Ingest Strategy¶
When building RAG applications, you often need to load and refresh content from multiple sources. This can involve:
- Expensive API calls
- Large document processing
- Concurrent embedding operations
We use Prefect to handle these challenges, giving us:
- Automatic caching of expensive operations
- Concurrent processing
- Observability and retries
Let's look at a real example that demonstrates these concepts.

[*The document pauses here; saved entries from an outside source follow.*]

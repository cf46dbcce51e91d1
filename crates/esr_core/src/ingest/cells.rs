use std::path::Path;

use calamine::{open_workbook_auto, Data, Reader};
use time::macros::format_description;
use time::{Duration, PrimitiveDateTime};

use crate::error::AppError;
use crate::normalize::timestamps::{
    parse_duration_text, parse_timestamp_text, serial_to_datetime, serial_to_duration,
};

/// A raw spreadsheet cell before field-level interpretation.
#[derive(Debug, Clone, PartialEq)]
pub enum CellValue {
    Empty,
    Text(String),
    Number(f64),
    DateTime(PrimitiveDateTime),
    Duration(Duration),
}

impl CellValue {
    pub fn is_empty(&self) -> bool {
        match self {
            CellValue::Empty => true,
            CellValue::Text(s) => s.trim().is_empty(),
            _ => false,
        }
    }

    /// Text rendering for string fields. Whole numbers drop the trailing `.0`.
    pub fn as_text(&self) -> Option<String> {
        match self {
            CellValue::Empty => None,
            CellValue::Text(s) => {
                let t = s.trim();
                if t.is_empty() {
                    None
                } else {
                    Some(t.to_string())
                }
            }
            CellValue::Number(n) => Some(render_number(*n)),
            CellValue::DateTime(dt) => dt
                .format(format_description!(
                    "[year]-[month]-[day] [hour]:[minute]:[second]"
                ))
                .ok(),
            CellValue::Duration(d) => {
                let minutes = d.whole_minutes();
                Some(format!("{}:{:02}", minutes / 60, minutes % 60))
            }
        }
    }

    pub fn as_timestamp(&self) -> Option<PrimitiveDateTime> {
        match self {
            CellValue::DateTime(dt) => Some(*dt),
            CellValue::Text(s) => parse_timestamp_text(s),
            _ => None,
        }
    }

    pub fn as_duration(&self) -> Option<Duration> {
        match self {
            CellValue::Duration(d) => Some(*d),
            CellValue::Text(s) => parse_duration_text(s),
            _ => None,
        }
    }
}

fn render_number(n: f64) -> String {
    if n.fract() == 0.0 && n.abs() < 1e15 {
        format!("{}", n as i64)
    } else {
        n.to_string()
    }
}

/// Header row plus body rows of the first worksheet (or the CSV file).
#[derive(Debug, Clone, PartialEq)]
pub struct SheetRows {
    pub headers: Vec<String>,
    pub rows: Vec<Vec<CellValue>>,
}

#[derive(Debug, Clone, Copy, PartialEq, Eq)]
pub enum SheetFormat {
    Csv,
    Workbook,
}

pub fn detect_format(path: &Path) -> Result<SheetFormat, AppError> {
    let ext = path
        .extension()
        .and_then(|e| e.to_str())
        .map(|e| e.to_ascii_lowercase())
        .unwrap_or_default();
    match ext.as_str() {
        "csv" => Ok(SheetFormat::Csv),
        "xlsx" | "xlsm" | "xlsb" | "xls" | "ods" => Ok(SheetFormat::Workbook),
        _ => Err(AppError::new(
            "INGEST_UNSUPPORTED_FORMAT",
            "Unsupported spreadsheet format",
        )
        .with_details(format!("path={}", path.display()))),
    }
}

/// Read a spreadsheet from disk. The path must exist and carry a supported extension.
pub fn read_sheet(path: &Path) -> Result<SheetRows, AppError> {
    if !path.exists() {
        return Err(
            AppError::new("INGEST_FILE_NOT_FOUND", "Spreadsheet file not found")
                .with_details(format!("path={}", path.display())),
        );
    }
    match detect_format(path)? {
        SheetFormat::Csv => {
            let text = std::fs::read_to_string(path).map_err(|e| {
                AppError::new("INGEST_READ_FAILED", "Failed to read CSV file")
                    .with_details(format!("path={}; err={e}", path.display()))
            })?;
            read_csv_text(&text)
        }
        SheetFormat::Workbook => read_workbook(path),
    }
}

pub fn read_csv_text(csv_text: &str) -> Result<SheetRows, AppError> {
    let mut rdr = csv::ReaderBuilder::new()
        .has_headers(true)
        .flexible(true)
        .from_reader(csv_text.as_bytes());

    let headers = rdr
        .headers()
        .map_err(|e| {
            AppError::new("INGEST_READ_FAILED", "Failed to read CSV headers")
                .with_details(e.to_string())
        })?
        .iter()
        .map(|h| h.trim_start_matches('\u{feff}').to_string())
        .collect::<Vec<_>>();

    let mut rows = Vec::new();
    for (idx, result) in rdr.records().enumerate() {
        let record = result.map_err(|e| {
            AppError::new("INGEST_READ_FAILED", "Failed to parse CSV row")
                .with_details(format!("row={}; err={e}", idx + 1))
        })?;
        rows.push(
            record
                .iter()
                .map(|v| {
                    if v.trim().is_empty() {
                        CellValue::Empty
                    } else {
                        CellValue::Text(v.to_string())
                    }
                })
                .collect(),
        );
    }

    Ok(SheetRows { headers, rows })
}

fn read_workbook(path: &Path) -> Result<SheetRows, AppError> {
    let mut workbook = open_workbook_auto(path).map_err(|e| {
        AppError::new("INGEST_READ_FAILED", "Failed to open workbook")
            .with_details(format!("path={}; err={e}", path.display()))
    })?;

    let range = workbook
        .worksheet_range_at(0)
        .ok_or_else(|| {
            AppError::new("INGEST_READ_FAILED", "Workbook has no worksheets")
                .with_details(format!("path={}", path.display()))
        })?
        .map_err(|e| {
            AppError::new("INGEST_READ_FAILED", "Failed to read first worksheet")
                .with_details(format!("path={}; err={e}", path.display()))
        })?;

    let mut rows_iter = range.rows();
    let headers = match rows_iter.next() {
        Some(row) => row
            .iter()
            .map(|c| cell_from_data(c).as_text().unwrap_or_default())
            .collect(),
        None => Vec::new(),
    };
    let rows = rows_iter
        .map(|row| row.iter().map(cell_from_data).collect())
        .collect();

    Ok(SheetRows { headers, rows })
}

/// Map a workbook cell onto the cell model.
///
/// Date-formatted cells become datetimes. Duration-formatted cells and time-only
/// values (serial below one day) become elapsed times.
pub fn cell_from_data(data: &Data) -> CellValue {
    match data {
        Data::Empty | Data::Error(_) => CellValue::Empty,
        Data::String(s) => {
            if s.trim().is_empty() {
                CellValue::Empty
            } else {
                CellValue::Text(s.clone())
            }
        }
        Data::Int(i) => CellValue::Number(*i as f64),
        Data::Float(f) => CellValue::Number(*f),
        Data::Bool(b) => CellValue::Text(b.to_string()),
        Data::DateTime(dt) => {
            let serial = dt.as_f64();
            let converted = if dt.is_duration() || serial < 1.0 {
                serial_to_duration(serial).map(CellValue::Duration)
            } else {
                serial_to_datetime(serial).map(CellValue::DateTime)
            };
            converted.unwrap_or(CellValue::Empty)
        }
        Data::DateTimeIso(s) | Data::DurationIso(s) => CellValue::Text(s.clone()),
    }
}
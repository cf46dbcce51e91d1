use std::path::Path;

use serde::{Deserialize, Serialize};

use crate::domain::ValidationWarning;
use crate::error::AppError;
use crate::ingest::cells::{read_sheet, SheetRows};
use crate::ingest::columns::Field;
use crate::ingest::incidents::resolve_columns;
use crate::metrics::MetricsResult;

/// Outcome of a dry-run spreadsheet check. Never an error; failures land in `error`.
#[derive(Debug, Clone, Serialize, Deserialize, PartialEq, Eq)]
pub struct SpreadsheetCheck {
    pub source: String,
    /// Logical fields with no matching column, by their primary header.
    pub missing_columns: Vec<String>,
    /// Subset of `missing_columns` that would make the load fail.
    pub missing_required: Vec<String>,
    /// Columns that will be ignored.
    pub unexpected_columns: Vec<String>,
    pub data_rows: usize,
    pub error: Option<AppError>,
    pub messages: Vec<String>,
}

impl SpreadsheetCheck {
    fn failed(source: &str, err: AppError) -> Self {
        Self {
            source: source.to_string(),
            missing_columns: Vec::new(),
            missing_required: Vec::new(),
            unexpected_columns: Vec::new(),
            data_rows: 0,
            messages: vec![format!("Error reading file: {err}")],
            error: Some(err),
        }
    }

    /// True when a real load of this file would succeed with at least one record.
    pub fn is_loadable(&self) -> bool {
        self.error.is_none() && self.missing_required.is_empty() && self.data_rows > 0
    }
}

pub fn check_sheet(source: &str, sheet: &SheetRows) -> SpreadsheetCheck {
    let resolution = match resolve_columns(&sheet.headers) {
        Ok(r) => r,
        Err(e) => return SpreadsheetCheck::failed(source, e),
    };

    let mut missing_columns = Field::all()
        .into_iter()
        .filter(|f| !resolution.has(*f))
        .map(|f| f.primary_header().to_string())
        .collect::<Vec<_>>();
    missing_columns.sort();
    let missing_required = resolution
        .missing_required()
        .into_iter()
        .map(|f| f.primary_header().to_string())
        .collect::<Vec<_>>();
    let mut unexpected_columns = resolution.unrecognized_headers.clone();
    unexpected_columns.sort();
    unexpected_columns.dedup();

    let data_rows = sheet
        .rows
        .iter()
        .filter(|row| row.iter().any(|c| !c.is_empty()))
        .count();

    let mut messages = Vec::new();
    if !missing_columns.is_empty() {
        messages.push(format!("Missing columns: {}", missing_columns.join(", ")));
    }
    if !missing_required.is_empty() {
        messages.push(format!("Missing required columns: {}", missing_required.join(", ")));
    }
    if !unexpected_columns.is_empty() {
        messages.push(format!(
            "Unexpected columns (ignored): {}",
            unexpected_columns.join(", ")
        ));
    }
    if data_rows == 0 {
        messages.push("No data rows found in file".to_string());
    } else {
        messages.push(format!("Found {data_rows} data rows"));
    }

    SpreadsheetCheck {
        source: source.to_string(),
        missing_columns,
        missing_required,
        unexpected_columns,
        data_rows,
        error: None,
        messages,
    }
}

/// Check that a spreadsheet will parse, without loading records.
pub fn check_spreadsheet(path: &Path) -> SpreadsheetCheck {
    let source = path.display().to_string();
    match read_sheet(path) {
        Ok(sheet) => check_sheet(&source, &sheet),
        Err(e) => SpreadsheetCheck::failed(&source, e),
    }
}

/// Completeness warnings for a finished metrics/report mapping.
pub fn validate_report(report: &MetricsResult) -> Vec<ValidationWarning> {
    let mut warnings = Vec::new();

    if report.get_str("client_name").map_or(true, str::is_empty) {
        warnings.push(ValidationWarning::new(
            "REPORT_CLIENT_NAME_EMPTY",
            "Client name is empty",
        ));
    }
    if report.get_i64("incidents_escalated").unwrap_or(0) == 0 {
        warnings.push(ValidationWarning::new(
            "REPORT_NO_INCIDENTS",
            "No incidents found in data",
        ));
    }
    if report.get_i64("mttr_minutes").unwrap_or(0) == 0 {
        warnings.push(ValidationWarning::new(
            "REPORT_NO_RESPONSE_DATA",
            "MTTR is zero - no response time data",
        ));
    }

    let fp = report.get_f64("false_positive_rate").unwrap_or(0.0);
    if fp > 50.0 {
        warnings.push(
            ValidationWarning::new(
                "REPORT_FP_RATE_HIGH",
                format!("False positive rate ({fp}%) seems unusually high"),
            )
            .with_details(format!("false_positive_rate={fp}")),
        );
    }
    let advantage = report.get_f64("response_advantage_percent").unwrap_or(0.0);
    if advantage < -50.0 {
        warnings.push(
            ValidationWarning::new(
                "REPORT_RESPONSE_SLOW",
                format!("Response advantage ({advantage}%) indicates much slower than industry"),
            )
            .with_details(format!("response_advantage_percent={advantage}")),
        );
    }

    if report.get_array("detection_sources").is_empty() {
        warnings.push(ValidationWarning::new(
            "REPORT_NO_DETECTION_SOURCES",
            "No detection sources found",
        ));
    }
    if report.get_array("tactics").is_empty() {
        warnings.push(ValidationWarning::new(
            "REPORT_NO_MITRE_TACTICS",
            "No MITRE tactics data found",
        ));
    }
    warnings
}
pub mod priority;
pub mod timestamps;
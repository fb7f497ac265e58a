//! Checkpoint persistence for model weights.
//!
//! Checkpoints hold module weights only, recorded with Burn's file
//! recorders at full precision. Loading requires a model built from the
//! same configuration so the record structure matches.

use std::fs;
use std::path::{Path, PathBuf};

use burn::module::Module;
use burn::prelude::Backend;
use burn::record::{BinFileRecorder, FullPrecisionSettings, PrettyJsonFileRecorder, Recorder};
use serde::{Deserialize, Serialize};

use crate::error::{ModelError, Result};

/// Supported checkpoint file formats.
///
/// # Example
///
/// ```
/// use ft_models::CheckpointFormat;
///
/// let format = CheckpointFormat::from_extension("bin");
/// assert_eq!(format, Some(CheckpointFormat::Binary));
/// ```
#[derive(Debug, Clone, Copy, PartialEq, Eq, Hash, Serialize, Deserialize, Default)]
pub enum CheckpointFormat {
    /// Binary format, compact and fast.
    ///
    /// Uses Burn's `BinFileRecorder` with full precision.
    #[default]
    Binary,

    /// JSON format, human-readable.
    ///
    /// Uses Burn's `PrettyJsonFileRecorder`. Larger files, handy for
    /// inspecting weights.
    Json,
}

impl CheckpointFormat {
    /// Determines format from a file extension.
    ///
    /// Recognizes `bin` and `burn` as binary and `json` as JSON.
    #[must_use]
    pub fn from_extension(ext: &str) -> Option<Self> {
        match ext.to_lowercase().as_str() {
            "bin" | "burn" => Some(Self::Binary),
            "json" => Some(Self::Json),
            _ => None,
        }
    }

    /// Determines format from a file path.
    #[must_use]
    pub fn from_path(path: &Path) -> Option<Self> {
        path.extension()
            .and_then(|ext| ext.to_str())
            .and_then(Self::from_extension)
    }

    /// Returns the default file extension for this format.
    #[must_use]
    pub const fn extension(&self) -> &'static str {
        match self {
            Self::Binary => "bin",
            Self::Json => "json",
        }
    }

    /// Returns the format name.
    #[must_use]
    pub const fn name(&self) -> &'static str {
        match self {
            Self::Binary => "binary",
            Self::Json => "json",
        }
    }
}

impl std::fmt::Display for CheckpointFormat {
    fn fmt(&self, f: &mut std::fmt::Formatter<'_>) -> std::fmt::Result {
        write!(f, "{}", self.name())
    }
}

/// Saves a model's weights to `stem` with the format's extension appended.
///
/// Parent directories are created if missing, so a stem like
/// `checkpoints/best` works on a fresh run directory.
///
/// # Returns
///
/// The full path of the written checkpoint.
///
/// # Errors
///
/// Returns [`ModelError::SaveCheckpoint`] if recording fails.
pub fn save_checkpoint<B, M>(
    model: &M,
    stem: impl AsRef<Path>,
    format: CheckpointFormat,
) -> Result<PathBuf>
where
    B: Backend,
    M: Module<B>,
{
    let full_path = stem.as_ref().with_extension(format.extension());
    if let Some(parent) = full_path.parent() {
        if !parent.as_os_str().is_empty() {
            fs::create_dir_all(parent)?;
        }
    }

    let record = model.clone().into_record();
    let result = match format {
        CheckpointFormat::Binary => {
            BinFileRecorder::<FullPrecisionSettings>::new().record(record, full_path.clone())
        }
        CheckpointFormat::Json => {
            PrettyJsonFileRecorder::<FullPrecisionSettings>::new().record(record, full_path.clone())
        }
    };

    result
        .map_err(|e| ModelError::save_checkpoint(full_path.display().to_string(), e.to_string()))?;
    Ok(full_path)
}

/// Loads weights from `path` into `model`.
///
/// The format is inferred from the file extension.
///
/// # Errors
///
/// Returns [`ModelError::CheckpointNotFound`] if the file does not exist,
/// [`ModelError::UnsupportedFormat`] if the extension is not recognized,
/// or [`ModelError::LoadCheckpoint`] if the record does not match the
/// model's structure.
pub fn load_checkpoint<B, M>(model: M, path: impl AsRef<Path>, device: &B::Device) -> Result<M>
where
    B: Backend,
    M: Module<B>,
{
    let path = path.as_ref();

    if !path.exists() {
        return Err(ModelError::checkpoint_not_found(path.display().to_string()));
    }

    let format = CheckpointFormat::from_path(path)
        .ok_or_else(|| ModelError::unsupported_format(path.display().to_string()))?;

    let loaded = match format {
        CheckpointFormat::Binary => {
            let recorder = BinFileRecorder::<FullPrecisionSettings>::new();
            model
                .load_file(path, &recorder, device)
                .map_err(|e| ModelError::load_checkpoint(path.display().to_string(), e.to_string()))?
        }
        CheckpointFormat::Json => {
            let recorder = PrettyJsonFileRecorder::<FullPrecisionSettings>::new();
            model
                .load_file(path, &recorder, device)
                .map_err(|e| ModelError::load_checkpoint(path.display().to_string(), e.to_string()))?
        }
    };

    Ok(loaded)
}
//! Error types for ft-training crate.

use thiserror::Error;

/// Errors that can occur during training.
#[derive(Debug, Error)]
pub enum TrainingError {
    /// Invalid training configuration.
    #[error("invalid configuration: {0}")]
    InvalidConfig(String),

    /// Dataset error.
    #[error("dataset error: {0}")]
    Dataset(String),

    /// Model error.
    #[error("model error: {0}")]
    Model(String),

    /// Checkpoint error.
    #[error("checkpoint error: {0}")]
    Checkpoint(String),

    /// Batch assembly error.
    #[error("batch error: {0}")]
    Batch(String),

    /// IO error.
    #[error("IO error: {0}")]
    Io(String),
}

impl TrainingError {
    /// Creates an invalid configuration error.
    #[must_use]
    pub fn invalid_config(reason: impl Into<String>) -> Self {
        Self::InvalidConfig(reason.into())
    }

    /// Creates a dataset error.
    #[must_use]
    pub fn dataset(reason: impl Into<String>) -> Self {
        Self::Dataset(reason.into())
    }

    /// Creates a model error.
    #[must_use]
    pub fn model(reason: impl Into<String>) -> Self {
        Self::Model(reason.into())
    }

    /// Creates a checkpoint error.
    #[must_use]
    pub fn checkpoint(reason: impl Into<String>) -> Self {
        Self::Checkpoint(reason.into())
    }

    /// Creates a batch error.
    #[must_use]
    pub fn batch(reason: impl Into<String>) -> Self {
        Self::Batch(reason.into())
    }

    /// Creates an IO error.
    #[must_use]
    pub fn io(reason: impl Into<String>) -> Self {
        Self::Io(reason.into())
    }
}

impl From<std::io::Error> for TrainingError {
    fn from(err: std::io::Error) -> Self {
        Self::Io(err.to_string())
    }
}

impl From<serde_json::Error> for TrainingError {
    fn from(err: serde_json::Error) -> Self {
        Self::Io(err.to_string())
    }
}

impl From<ft_dataset::DatasetError> for TrainingError {
    fn from(err: ft_dataset::DatasetError) -> Self {
        Self::Dataset(err.to_string())
    }
}

impl From<ft_models::ModelError> for TrainingError {
    fn from(err: ft_models::ModelError) -> Self {
        match err {
            ft_models::ModelError::LoadCheckpoint { .. }
            | ft_models::ModelError::SaveCheckpoint { .. }
            | ft_models::ModelError::CheckpointNotFound(_)
            | ft_models::ModelError::UnsupportedFormat(_) => Self::Checkpoint(err.to_string()),
            _ => Self::Model(err.to_string()),
        }
    }
}

/// Result type for training operations.
pub type Result<T> = std::result::Result<T, TrainingError>;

Building a Knowledge Base¶
# /// script
# requires-python = ">=3.10"
# dependencies = [
# "prefect",
# "raggy[tpuf]",
# ]
# ///
from itertools import chain
from datetime import timedelta
from prefect import flow, task, unmapped
from prefect.cache_policies import INPUTS
from raggy.documents import Document
from raggy.loaders.base import Loader
from raggy.loaders.github import GitHubRepoLoader
from raggy.loaders.web import SitemapLoader
from raggy.vectorstores.tpuf import TurboPuffer
@task(
cache_policy=INPUTS,
cache_expiration=timedelta(hours=24),
task_run_name="gather documents using {loader.__class__.__name__}",
retries=2,
)
async def gather_documents(loader: Loader) -> list[Document]:
return await loader.load()
@flow(flow_run_name="refresh knowledge in {namespace} from urls {urls} and repos {repos}")
def refresh_knowledge(
urls: list[str] | None = None,
repos: list[str] | None = None,
include_globs: list[str] | None = None,
namespace: str = "knowledge",
):
# Load from multiple sources
_2d_list_of_documents = gather_documents.map(
[
SitemapLoader(urls=urls),
*[
GitHubRepoLoader(repo=repo, include_globs=include_globs or ["README.md"])
for repo in repos
],
]
).result()
# batch embedding and upserts to the vector store
with TurboPuffer(namespace=namespace) as tpuf:
task(tpuf.upsert_batched).submit(
documents=list(chain.from_iterable(_2d_list_of_documents)),
batch_size=unmapped(100), # tune based on document size
max_concurrent=unmapped(8), # tune based on rate limits
).wait()
if __name__ == "__main__":
refresh_knowledge(
urls=["https://docs.prefect.io/sitemap.xml"],
repos=["PrefectHQ/prefect"],
include_globs=["README.md"],
namespace="test-knowledge",
)
This example shows key patterns:
- Automatic retries for resilience
- Concurrent processing
- Efficient batching of embedding operations
See the refresh examples for complete implementations using both Chroma and TurboPuffer.
Performance Tips¶
For production workloads:
@task(
retries=2,
retry_delay_seconds=[3, 60], # exponential backoff
cache_expiration=timedelta(days=1),
cache_policy=INPUTS, # for example, hash based on provided parameters
persist_result=True, # save results to storage
)
async def gather_documents(loader: Loader) -> list[Document]:
return await loader.load()
See Prefect's documentation for more on task configuration and caching strategies.